The Daily Mail | Source URL
The United States Air Force will soon roll out a unique communications system that will be implanted on soldiers' back teeth.
Sonitus Technologies recently announced their $10million contract with the Department of Defense, which will allow them to continue through their second phase of developing the 'Molar Mic' for the Air Force.
'The innovative two-way, personal communication system fits a miniaturized traditional headset into a device that clips to a user's back teeth,' according to the California-based company.
'The innovative two-way, personal communication system fits a miniaturized traditional headset into a device that clips to a user's back teeth,' according to the California-based company
According to the company's website, the Air Force is the first branch of the US military to leverage an audio interface system that enables clear communication in the harshest conditions.

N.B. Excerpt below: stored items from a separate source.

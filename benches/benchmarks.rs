use divan::black_box;

use button_machine::{part1, part2, EXAMPLE};

fn main() {
    divan::main();
}

#[divan::bench]
fn bench_part1() -> String {
    part1::process(black_box(EXAMPLE)).unwrap()
}

#[divan::bench]
fn bench_part2() -> String {
    part2::process(black_box(EXAMPLE)).unwrap()
}
//! Increment-model solver: minimum total presses so that every counter's
//! press total matches the target counts exactly.
//!
//! This is an integer program, `min Σx` subject to `A·x = c`, `x ∈ ℤ≥0`.
//! Stages, cheapest first: a two-phase simplex solve of the continuous
//! relaxation, a rounding fast path checked exactly in integer arithmetic,
//! and a branch-and-bound search over bounded relaxations as the fallback
//! that guarantees the optimum.

use miette::*;
use nalgebra::{DMatrix, DVector};

use crate::machine::Machine;
use crate::solve::Outcome;

/// Numerical epsilon for comparing floating point values to zero.
const EPS: f64 = 1e-9;

/// Phase 1 feasibility tolerance, loose enough to absorb float drift when
/// targets reach the 10^13 range.
const FEASIBILITY_TOL: f64 = 1e-4;

/// Tolerance for treating a relaxation value as an integer. Acceptance is
/// always re-checked exactly in `u64` arithmetic.
const INT_TOL: f64 = 1e-3;

/// Tolerance for pruning branches against the incumbent.
const PRUNE_TOL: f64 = 1e-5;

/// Simplex pivot cap per relaxation solve.
const MAX_PIVOTS: usize = 5_000;

/// Branch-and-bound node budget per machine; blowing it fails the machine
/// explicitly rather than hanging.
const MAX_NODES: usize = 100_000;

struct LpSolution {
    x: Vec<f64>,
    cost: f64,
}

/// Dense simplex tableau with an explicit basis column per constraint row.
/// The last row holds reduced costs, the last column the right-hand side.
struct Tableau {
    t: DMatrix<f64>,
    basis: Vec<usize>,
    rows: usize,
    rhs: usize,
}

impl Tableau {
    /// Installs a cost vector and prices out the current basis so the
    /// objective row holds canonical reduced costs.
    fn set_objective(&mut self, cost: &[f64]) {
        for c in 0..self.rhs {
            self.t[(self.rows, c)] = cost[c];
        }
        self.t[(self.rows, self.rhs)] = 0.0;

        for r in 0..self.rows {
            let factor = self.t[(self.rows, self.basis[r])];
            if factor.abs() > EPS {
                for c in 0..=self.rhs {
                    let v = self.t[(r, c)];
                    self.t[(self.rows, c)] -= factor * v;
                }
            }
        }
    }

    fn pivot(&mut self, pr: usize, pc: usize) {
        let inv = 1.0 / self.t[(pr, pc)];
        for c in 0..=self.rhs {
            self.t[(pr, c)] *= inv;
        }

        for r in 0..=self.rows {
            if r == pr {
                continue;
            }
            let factor = self.t[(r, pc)];
            if factor.abs() > EPS {
                for c in 0..=self.rhs {
                    let v = self.t[(pr, c)];
                    self.t[(r, c)] -= factor * v;
                }
            }
        }

        self.basis[pr] = pc;
    }

    /// Pivots to optimality. Entering column is the first with a negative
    /// reduced cost (Bland), leaving row by minimum ratio; only the first
    /// `eligible` columns may enter, which keeps artificials out in phase 2.
    fn optimize(&mut self, eligible: usize) -> Result<()> {
        for _ in 0..MAX_PIVOTS {
            let Some(pc) = (0..eligible).find(|&c| self.t[(self.rows, c)] < -EPS) else {
                return Ok(());
            };

            // Minimum ratio, ties broken by lowest basis column (Bland) so
            // degenerate pivots cannot cycle.
            let mut pr: Option<usize> = None;
            let mut best = f64::INFINITY;
            for r in 0..self.rows {
                let v = self.t[(r, pc)];
                if v > EPS {
                    let ratio = self.t[(r, self.rhs)] / v;
                    let better = match pr {
                        None => true,
                        Some(p) => {
                            ratio < best - EPS
                                || ((ratio - best).abs() <= EPS && self.basis[r] < self.basis[p])
                        }
                    };
                    if better {
                        best = ratio;
                        pr = Some(r);
                    }
                }
            }

            let Some(pr) = pr else {
                bail!("press relaxation is unbounded");
            };
            self.pivot(pr, pc);
        }
        bail!("simplex did not converge within {MAX_PIVOTS} pivots");
    }

    fn value(&self) -> f64 {
        -self.t[(self.rows, self.rhs)]
    }
}

/// Solves `min Σx` subject to `A·x = b` and `lo ≤ x ≤ hi` with a two-phase
/// simplex. `Ok(None)` means the bounded relaxation is infeasible.
fn solve_relaxation(
    a: &DMatrix<f64>,
    b: &DVector<f64>,
    lo: &[u64],
    hi: &[Option<u64>],
) -> Result<Option<LpSolution>> {
    let n = a.ncols();

    // Shift by the lower bounds so every variable starts at zero.
    let shift = DVector::from_iterator(n, lo.iter().map(|&v| v as f64));
    let shifted = b - a * &shift;

    // Remaining headroom for the upper-bounded variables.
    let mut caps = Vec::new();
    for j in 0..n {
        if let Some(h) = hi[j] {
            if h < lo[j] {
                return Ok(None);
            }
            caps.push((j, (h - lo[j]) as f64));
        }
    }

    let eq_rows = a.nrows();
    let rows = eq_rows + caps.len();
    let slack = n;
    let arts = n + caps.len();
    let rhs = arts + eq_rows;

    let mut t = DMatrix::zeros(rows + 1, rhs + 1);
    let mut basis = vec![0; rows];

    // Equality rows carry an artificial basis variable; bound rows use
    // their slack directly since their right-hand side is non-negative.
    for r in 0..eq_rows {
        let sign = if shifted[r] < 0.0 { -1.0 } else { 1.0 };
        for c in 0..n {
            t[(r, c)] = sign * a[(r, c)];
        }
        t[(r, arts + r)] = 1.0;
        t[(r, rhs)] = sign * shifted[r];
        basis[r] = arts + r;
    }
    for (i, &(j, cap)) in caps.iter().enumerate() {
        let r = eq_rows + i;
        t[(r, j)] = 1.0;
        t[(r, slack + i)] = 1.0;
        t[(r, rhs)] = cap;
        basis[r] = slack + i;
    }

    let mut tableau = Tableau { t, basis, rows, rhs };

    // Phase 1: minimize the artificial total down to zero.
    let mut phase1 = vec![0.0; rhs];
    for c in arts..rhs {
        phase1[c] = 1.0;
    }
    tableau.set_objective(&phase1);
    tableau.optimize(arts)?;
    if tableau.value() > FEASIBILITY_TOL {
        return Ok(None);
    }

    // Drive leftover zero-valued artificials out of the basis; a row with
    // no eligible pivot is redundant and stays inert.
    for r in 0..rows {
        if tableau.basis[r] >= arts {
            if let Some(pc) = (0..arts).find(|&c| tableau.t[(r, c)].abs() > EPS) {
                tableau.pivot(r, pc);
            }
        }
    }

    // Phase 2: minimize the total press count.
    let mut phase2 = vec![0.0; rhs];
    for c in 0..n {
        phase2[c] = 1.0;
    }
    tableau.set_objective(&phase2);
    tableau.optimize(arts)?;

    let mut x = vec![0.0; n];
    for r in 0..tableau.rows {
        if tableau.basis[r] < n {
            x[tableau.basis[r]] = tableau.t[(r, rhs)].max(0.0);
        }
    }
    for (xj, &l) in x.iter_mut().zip(lo) {
        *xj += l as f64;
    }
    let cost = x.iter().sum();

    Ok(Some(LpSolution { x, cost }))
}

/// Increment matrix and target vector, with multiplicities: a button listing
/// a counter twice adds 2 per press.
fn increment_system(machine: &Machine) -> (DMatrix<f64>, DVector<f64>) {
    let n = machine.counters();
    let mut a = DMatrix::zeros(n, machine.buttons.len());
    for (j, button) in machine.buttons.iter().enumerate() {
        for &i in button {
            a[(i, j)] += 1.0;
        }
    }
    let b = DVector::from_iterator(n, machine.target_counts.iter().map(|&v| v as f64));
    (a, b)
}

/// The most fractional coordinate of a relaxation solution, if any.
fn most_fractional(x: &[f64]) -> Option<(usize, f64)> {
    x.iter()
        .enumerate()
        .map(|(j, &v)| (j, v, (v - v.round()).abs()))
        .filter(|&(_, _, frac)| frac > INT_TOL)
        .max_by(|a, b| a.2.total_cmp(&b.2))
        .map(|(j, v, _)| (j, v))
}

/// Branch coordinate for a point that looks integral but fails exact
/// verification: the variable with the largest rounding residue among those
/// touching a mismatched counter. `None` when no button can move a
/// mismatched counter.
fn drift_split(machine: &Machine, x: &[f64], candidate: &[u64]) -> Option<(usize, f64)> {
    let counts = machine.simulate_counts(candidate);
    let mismatched: Vec<usize> = counts
        .iter()
        .zip(&machine.target_counts)
        .enumerate()
        .filter(|(_, (got, want))| got != want)
        .map(|(i, _)| i)
        .collect();

    machine
        .buttons
        .iter()
        .enumerate()
        .filter(|(_, button)| button.iter().any(|i| mismatched.contains(i)))
        .map(|(j, _)| (j, x[j]))
        .max_by(|a, b| {
            let ra = (a.1 - a.1.round()).abs();
            let rb = (b.1 - b.1.round()).abs();
            ra.total_cmp(&rb)
        })
}

/// Tries nearest, ceiling, and floor of the relaxation point. A candidate is
/// accepted only if it reproduces the targets exactly and meets the
/// relaxation lower bound, which proves it optimal without any search.
fn rounded_candidate(machine: &Machine, x: &[f64], lower_bound: u64) -> Option<u64> {
    let strategies: [fn(f64) -> f64; 3] = [f64::round, f64::ceil, f64::floor];

    for rounder in strategies {
        let candidate: Vec<u64> = x.iter().map(|&v| rounder(v).max(0.0) as u64).collect();
        let total: u64 = candidate.iter().sum();
        if total == lower_bound && machine.simulate_counts(&candidate) == machine.target_counts {
            return Some(total);
        }
    }

    None
}

/// Depth-first branch-and-bound over per-variable integer bounds. Every
/// incumbent is verified exactly in `u64` arithmetic before it is kept.
fn branch_and_bound(machine: &Machine, a: &DMatrix<f64>, b: &DVector<f64>) -> Result<Outcome> {
    let n = a.ncols();
    let mut best: Option<u64> = None;
    let mut nodes = 0usize;
    let mut stack = vec![(vec![0u64; n], vec![None; n])];

    while let Some((lo, hi)) = stack.pop() {
        nodes += 1;
        if nodes > MAX_NODES {
            bail!("integer press search exceeded {MAX_NODES} nodes");
        }

        let Some(sol) = solve_relaxation(a, b, &lo, &hi)? else {
            continue;
        };
        if best.is_some_and(|bv| sol.cost >= bv as f64 - PRUNE_TOL) {
            continue;
        }

        let branch_var = match most_fractional(&sol.x) {
            Some(split) => Some(split),
            None => {
                let candidate: Vec<u64> =
                    sol.x.iter().map(|&v| v.round().max(0.0) as u64).collect();
                if machine.simulate_counts(&candidate) == machine.target_counts {
                    let total = candidate.iter().sum();
                    if best.map_or(true, |bv| total < bv) {
                        best = Some(total);
                    }
                    None
                } else {
                    // Float drift at large magnitudes can make a point look
                    // integral while the exact check disagrees; branch
                    // around the worst coordinate instead of abandoning the
                    // subtree.
                    drift_split(machine, &sol.x, &candidate)
                }
            }
        };

        if let Some((j, v)) = branch_var {
            let split = v.floor().max(0.0) as u64;

            // Only push branches that strictly tighten the box, so a
            // drift-suspect coordinate sitting on an integer cannot respawn
            // the same node forever.
            let below = hi[j].map_or(true, |h| split < h).then(|| {
                let mut node = (lo.clone(), hi.clone());
                node.1[j] = Some(node.1[j].map_or(split, |h: u64| h.min(split)));
                node
            });
            let above = (lo[j] <= split).then(|| {
                let mut node = (lo.clone(), hi.clone());
                node.0[j] = split + 1;
                node
            });

            // Pop the branch nearest the fractional value first.
            let (far, near) = if v - v.floor() < 0.5 {
                (above, below)
            } else {
                (below, above)
            };
            stack.extend(far);
            stack.extend(near);
        }
    }

    tracing::debug!(nodes, "integer press search finished");
    Ok(best.map_or(Outcome::Infeasible, Outcome::Feasible))
}

/// Minimum total press count whose per-counter sums hit `target_counts`
/// exactly.
pub fn min_presses(machine: &Machine) -> Result<Outcome> {
    let (a, b) = increment_system(machine);
    let n = a.ncols();
    let unbounded = (vec![0; n], vec![None; n]);

    let Some(relaxed) = solve_relaxation(&a, &b, &unbounded.0, &unbounded.1)? else {
        return Ok(Outcome::Infeasible);
    };
    let lower_bound = (relaxed.cost - INT_TOL).ceil().max(0.0) as u64;

    if let Some(total) = rounded_candidate(machine, &relaxed.x, lower_bound) {
        return Ok(Outcome::Feasible(total));
    }

    let outcome = branch_and_bound(machine, &a, &b)?;
    if let Outcome::Feasible(total) = outcome {
        debug_assert!(total >= lower_bound);
    }
    Ok(outcome)
}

Those conditions can include performing underwater, in free-fall, and when using full-face life support masks
'Sonitus Technologies is honored to bring this game changing technology to our country's elite military, making them safer and more effective by enabling them to communicate clearly – even in the most extreme situations,' said Peter Hadrovic, CEO of Sonitus Technologies.

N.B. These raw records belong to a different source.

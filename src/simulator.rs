// Simulator: draws random valid requests and checks the calculator's properties.
// Each sample checks the result invariants plus determinism, monotonicity in
// weight and fit ordering against neighbouring requests.

use rand::Rng;

use crate::constants::*;
use crate::invariants;
use crate::logic;
use crate::types::*;

/// Largest weight step used when probing monotonicity (kg).
const MAX_WEIGHT_STEP: f64 = 20.0;

/// Draw a request from the valid input domain.
pub fn random_request(rng: &mut impl Rng) -> SizeRequest {
    SizeRequest {
        height_cm: rng.gen_range(MIN_HEIGHT_CM..=MAX_HEIGHT_CM),
        weight_kg: rng.gen_range(MIN_WEIGHT_KG..=MAX_WEIGHT_KG),
        fit: Fit::ALL[rng.gen_range(0..Fit::ALL.len())],
        category: Category::ALL[rng.gen_range(0..Category::ALL.len())],
        cut: Cut::ALL[rng.gen_range(0..Cut::ALL.len())],
    }
}

/// Same result on repeated calls.
pub fn deterministic(request: &SizeRequest) -> bool {
    logic::compute(request) == logic::compute(request)
}

/// A heavier request never lands on a smaller size.
pub fn monotonic_in_weight(request: &SizeRequest, heavier_kg: f64) -> bool {
    let heavier = SizeRequest {
        weight_kg: heavier_kg.max(request.weight_kg),
        ..*request
    };
    logic::size_index(&heavier) >= logic::size_index(request)
}

/// ajustado <= normal <= holgado on the same scale.
pub fn fit_ordered(request: &SizeRequest) -> bool {
    let index_for = |fit| logic::size_index(&SizeRequest { fit, ..*request });
    let tight = index_for(Fit::Ajustado);
    let normal = index_for(Fit::Normal);
    let loose = index_for(Fit::Holgado);
    tight <= normal && normal <= loose
}

/// Check one sample, returning the name of the first property that fails.
pub fn check_sample(request: &SizeRequest, rng: &mut impl Rng) -> Result<(), &'static str> {
    let result = logic::compute(request);
    invariants::check_invariants(request, &result)?;

    if !deterministic(request) {
        return Err("determinism");
    }
    let heavier_kg = (request.weight_kg + rng.gen_range(0.0..=MAX_WEIGHT_STEP)).min(MAX_WEIGHT_KG);
    if !monotonic_in_weight(request, heavier_kg) {
        return Err("monotonicInWeight");
    }
    if !fit_ordered(request) {
        return Err("fitOrdering");
    }
    Ok(())
}

/// Names of every property a sample is checked against, for reporting.
pub fn property_names() -> Vec<&'static str> {
    invariants::ALL_INVARIANTS
        .iter()
        .map(|(name, _)| *name)
        .chain(["determinism", "monotonicInWeight", "fitOrdering"])
        .collect()
}

/// Run `max_samples` random requests from a fixed seed.
pub fn run_simulation(max_samples: usize, seed: u64, verbose: bool) -> SimulationResult {
    use rand::SeedableRng;
    let mut rng = rand::rngs::StdRng::seed_from_u64(seed);

    let start = std::time::Instant::now();
    let mut violation = None;
    let mut checked = 0;

    for sample in 0..max_samples {
        let request = random_request(&mut rng);
        if verbose && sample < 10 {
            println!("[Sample {}] {}", sample, request);
            println!("{}\n", logic::compute(&request));
        }

        checked += 1;
        if let Err(property) = check_sample(&request, &mut rng) {
            tracing::warn!(property, sample, %request, "property violated");
            violation = Some(ViolationInfo {
                property,
                sample,
                request,
                result: logic::compute(&request),
            });
            break;
        }
    }

    let elapsed = start.elapsed();
    tracing::debug!(checked, ?elapsed, "simulation finished");

    SimulationResult {
        max_samples,
        checked,
        seed,
        elapsed,
        violation,
    }
}

pub struct ViolationInfo {
    pub property: &'static str,
    pub sample: usize,
    pub request: SizeRequest,
    pub result: SizeResult,
}

pub struct SimulationResult {
    pub max_samples: usize,
    pub checked: usize,
    pub seed: u64,
    pub elapsed: std::time::Duration,
    pub violation: Option<ViolationInfo>,
}

impl SimulationResult {
    pub fn passed(&self) -> bool {
        self.violation.is_none()
    }
}

impl std::fmt::Display for SimulationResult {
    fn fmt(&self, f: &mut std::fmt::Formatter<'_>) -> std::fmt::Result {
        let samples_per_sec = self.checked as f64 / self.elapsed.as_secs_f64();
        writeln!(f)?;
        match &self.violation {
            None => {
                writeln!(
                    f,
                    "[ok] No violation found ({:.0}ms at {:.0} samples/second).",
                    self.elapsed.as_millis(),
                    samples_per_sec,
                )?;
                writeln!(f, "Checked {} samples.", self.checked)?;
            }
            Some(v) => {
                writeln!(
                    f,
                    "[VIOLATION] Property '{}' violated at sample {} of {}.",
                    v.property, v.sample, self.max_samples,
                )?;
                writeln!(f, "Request: {}", v.request)?;
                writeln!(f, "Result:")?;
                writeln!(f, "{}", v.result)?;
            }
        }
        writeln!(f, "Seed: {} ", self.seed)
    }
}

#[cfg(test)]
mod tests {
    use super::*;
    use rand::SeedableRng;

    #[test]
    fn test_random_requests_stay_in_domain() {
        let mut rng = rand::rngs::StdRng::seed_from_u64(7);
        for _ in 0..500 {
            let r = random_request(&mut rng);
            assert!((MIN_HEIGHT_CM..=MAX_HEIGHT_CM).contains(&r.height_cm));
            assert!((MIN_WEIGHT_KG..=MAX_WEIGHT_KG).contains(&r.weight_kg));
        }
    }

    #[test]
    fn test_simulation_finds_no_violation() {
        let result = run_simulation(2000, 42, false);
        assert!(result.passed(), "{}", result);
        assert_eq!(result.checked, 2000);
    }

    #[test]
    fn test_fit_ordering_at_clamp_edges() {
        let request = SizeRequest {
            height_cm: 130.0,
            weight_kg: 35.0,
            fit: Fit::Normal,
            category: Category::Pantalones,
            cut: Cut::Slim,
        };
        assert!(fit_ordered(&request));
        assert!(monotonic_in_weight(&request, MAX_WEIGHT_KG));
    }

    #[test]
    fn test_property_names_cover_invariants() {
        let names = property_names();
        assert_eq!(names.len(), invariants::ALL_INVARIANTS.len() + 3);
        assert!(names.contains(&"fitOrdering"));
    }
}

'The voice interface sustains communications in dangerous and challenging environments. The Molar Mic is the first in our family of solutions that conventional approaches are unable to address.'
Each soldier will receive a mouthpiece that is custom-fit. The mouthpiece connects to its transmitter via near-field magnetic induction.
The mouthpiece contains a bone conduction speaker, an embedded waterproof microphone, and a wirelessly rechargeable battery.

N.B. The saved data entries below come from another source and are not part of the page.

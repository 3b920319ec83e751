// Form shell: raw form input up to the calculator. Unit conversion, validation
// with the user-facing messages, age, guide images and the A/B/C copy.
// The calculator is only called once validation passes.

use serde::{Deserialize, Serialize};
use thiserror::Error;

use crate::constants::*;
use crate::logic;
use crate::types::*;

/// Validation failures shown to the user instead of a result.
#[derive(Debug, Clone, Copy, PartialEq, Eq, Error)]
pub enum FormError {
    #[error("Selecciona tu año de nacimiento.")]
    MissingBirthYear,

    #[error("El año de nacimiento no es valido.")]
    InvalidAge { age: i32 },

    #[error("Revisa altura y peso. Usa valores reales (ejemplo: 175 cm / 72 kg).")]
    ImplausibleBody,
}

/// Controlled form values, kept as typed text like the inputs they mirror.
#[derive(Debug, Clone, PartialEq, Serialize, Deserialize)]
pub struct FormState {
    pub sex: Sex,
    pub birth_year: String,
    pub height: String,
    pub weight: String,
    pub category: Category,
    pub cut: Cut,
    pub fit: Fit,
    pub height_unit: HeightUnit,
    pub weight_unit: WeightUnit,
}

impl Default for FormState {
    fn default() -> Self {
        FormState {
            sex: Sex::Masculino,
            birth_year: String::new(),
            height: "175".to_string(),
            weight: "72".to_string(),
            category: Category::Camisas,
            cut: Cut::Regular,
            fit: Fit::Normal,
            height_unit: HeightUnit::Cm,
            weight_unit: WeightUnit::Kg,
        }
    }
}

/// Numeric value of a text field. Blank reads as zero; anything unparsable is `None`.
pub fn parse_number(text: &str) -> Option<f64> {
    let text = text.trim();
    if text.is_empty() {
        return Some(0.0);
    }
    text.parse::<f64>().ok().filter(|v| !v.is_nan())
}

pub fn to_cm(value: f64, unit: HeightUnit) -> f64 {
    match unit {
        HeightUnit::Cm => value,
        HeightUnit::In => value * CM_PER_INCH,
    }
}

pub fn to_kg(value: f64, unit: WeightUnit) -> f64 {
    match unit {
        WeightUnit::Kg => value,
        WeightUnit::Lb => value * KG_PER_POUND,
    }
}

/// Display text after conversion: whole numbers for metric, one decimal otherwise.
fn format_converted(value: f64, metric: bool) -> String {
    if metric {
        format!("{}", value.round())
    } else {
        format!("{}", (value * 10.0).round() / 10.0)
    }
}

impl FormState {
    /// Convert the visible height into `next`. Blank or non-numeric text keeps
    /// its value and only the unit changes.
    pub fn switch_height_unit(&mut self, next: HeightUnit) {
        if self.height_unit == next {
            return;
        }
        if let Some(raw) = parse_number(&self.height).filter(|v| *v != 0.0) {
            self.height = match next {
                HeightUnit::Cm => format_converted(raw * CM_PER_INCH, true),
                HeightUnit::In => format_converted(raw / CM_PER_INCH, false),
            };
        }
        self.height_unit = next;
    }

    /// Weight counterpart of [`FormState::switch_height_unit`].
    pub fn switch_weight_unit(&mut self, next: WeightUnit) {
        if self.weight_unit == next {
            return;
        }
        if let Some(raw) = parse_number(&self.weight).filter(|v| *v != 0.0) {
            self.weight = match next {
                WeightUnit::Kg => format_converted(raw * KG_PER_POUND, true),
                WeightUnit::Lb => format_converted(raw / KG_PER_POUND, false),
            };
        }
        self.weight_unit = next;
    }

    /// Age implied by the selected birth year, if one is selected.
    pub fn age(&self, current_year: i32) -> Option<i32> {
        self.birth_year
            .trim()
            .parse::<i32>()
            .ok()
            .and_then(|year| current_year.checked_sub(year))
    }

    /// Check the form and build a normalized request.
    /// Order: birth year, age, then height and weight after unit conversion.
    pub fn validate(&self, current_year: i32) -> Result<SizeRequest, FormError> {
        let birth_year = self
            .birth_year
            .trim()
            .parse::<i32>()
            .map_err(|_| FormError::MissingBirthYear)?;

        // Saturates to i32::MIN/MAX, both outside the accepted ages
        let age = current_year.saturating_sub(birth_year);
        if !(MIN_AGE..=MAX_AGE).contains(&age) {
            return Err(FormError::InvalidAge { age });
        }

        let height_cm = parse_number(&self.height).map(|v| to_cm(v, self.height_unit));
        let weight_kg = parse_number(&self.weight).map(|v| to_kg(v, self.weight_unit));
        match (height_cm, weight_kg) {
            (Some(height_cm), Some(weight_kg))
                if (MIN_HEIGHT_CM..=MAX_HEIGHT_CM).contains(&height_cm)
                    && (MIN_WEIGHT_KG..=MAX_WEIGHT_KG).contains(&weight_kg) =>
            {
                Ok(SizeRequest {
                    height_cm,
                    weight_kg,
                    fit: self.fit,
                    category: self.category,
                    cut: self.cut,
                })
            }
            _ => Err(FormError::ImplausibleBody),
        }
    }
}

/// Validate, then compute. The calculator is never reached on a form error.
pub fn submit(form: &FormState, current_year: i32) -> Result<SizeResult, FormError> {
    let request = form.validate(current_year).map_err(|e| {
        tracing::info!(error = %e, "form rejected");
        e
    })?;
    tracing::debug!(%request, "computing size");
    let result = logic::compute(&request);
    tracing::info!(size = %result.size, range = ?result.range, "size computed");
    Ok(result)
}

/// Birth years offered by the selector, newest first.
pub fn birth_year_options(current_year: i32) -> Vec<i32> {
    ((current_year - OLDEST_LISTED_AGE)..=(current_year - YOUNGEST_LISTED_AGE))
        .rev()
        .collect()
}

/// Size-guide illustration for a category and cut.
#[derive(Debug, Clone, Copy, PartialEq, Eq, Serialize)]
pub struct GuideImage {
    pub title: &'static str,
    pub src: &'static str,
}

const fn guide(title: &'static str, src: &'static str) -> GuideImage {
    GuideImage { title, src }
}

/// Guide image for `category`. Slim falls back to regular where no slim image exists.
pub fn guide_for(category: Category, cut: Cut) -> GuideImage {
    match (category, cut) {
        (Category::Pantalones, Cut::Regular) => {
            guide("Pantalon regular fit", "/guides/pantalon-regular.png")
        }
        (Category::Pantalones, Cut::Slim) => {
            guide("Pantalon slim fit", "/guides/pantalon-slim.png")
        }
        (Category::Camisas, Cut::Regular) => {
            guide("Camisa regular fit", "/guides/camisa-regular.png")
        }
        (Category::Camisas, Cut::Slim) => guide("Camisa slim fit", "/guides/camisa-slim.png"),
        (Category::Sudaderas, _) => guide("Sudadera capucha", "/guides/sudadera-capucha.png"),
        (Category::Polos, _) => guide("Polo manga corta", "/guides/polo-manga-corta.png"),
        (Category::Jerseys, _) => guide("Jersey", "/guides/jersey.png"),
        (Category::Camisetas, _) => {
            guide("Camiseta regular fit", "/guides/camiseta-regular.png")
        }
    }
}

/// Text shown in place of a guide image that failed to load.
pub fn guide_placeholder(image: &GuideImage) -> String {
    format!("Sube la imagen en `public/guides` con el nombre {}", image.src)
}

/// What A, B and C mean for a category.
#[derive(Debug, Clone, Copy, PartialEq, Eq, Serialize)]
pub struct AbcCopy {
    pub a: &'static str,
    pub b: &'static str,
    pub c: &'static str,
}

pub fn abc_copy(category: Category) -> AbcCopy {
    match category {
        Category::Pantalones => AbcCopy {
            a: "A: ancho de cintura.",
            b: "B: tiro de pantalon.",
            c: "C: largo total.",
        },
        _ => AbcCopy {
            a: "A: largo de la manga.",
            b: "B: ancho de pecho.",
            c: "C: largo total.",
        },
    }
}

/// Plain-text result card.
pub fn render_result(result: &SizeResult, category: Category, age: Option<i32>) -> String {
    let mut lines = vec!["Talla sugerida".to_string(), result.size.clone()];
    if let Some(range) = &result.range {
        lines.push(format!("Entre {}", range));
    }
    match age {
        Some(age) if age != 0 => lines.push(format!("{} | edad {} años", result.note, age)),
        _ => lines.push(result.note.clone()),
    }
    lines.push("Esto es una recomendacion basada en altura, peso y fit.".to_string());

    let copy = abc_copy(category);
    lines.push("Que significan A, B y C".to_string());
    lines.extend([copy.a, copy.b, copy.c].map(String::from));
    if let Some(m) = &result.measurements {
        lines.push(format!("A: {} cm  B: {} cm  C: {} cm", m.a, m.b, m.c));
    }
    lines.join("\n")
}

'The Mouthpiece clips on using a 'snap fit' that tightly, but comfortably, attaches to the upper back molars,' according to the Sonitus website.
In order for the user to hear incoming communications, the mouthpiece uses bone conduction.
Bone conduction is the transmission of sound to the inner-ear through the bones of the skull or teeth.
The Mouthpiece translates sound into vibration on the teeth, which is translated back into sound by the inner-ear. Sound will appear to come from 'inside the head' instead of from the outer-ear as one would be used to.
Users will be able to hear simultaneously through the outer-ear as they normally would.
The mouthpiece also has a waterproof microphone that allows the users to speak normally or in whispers.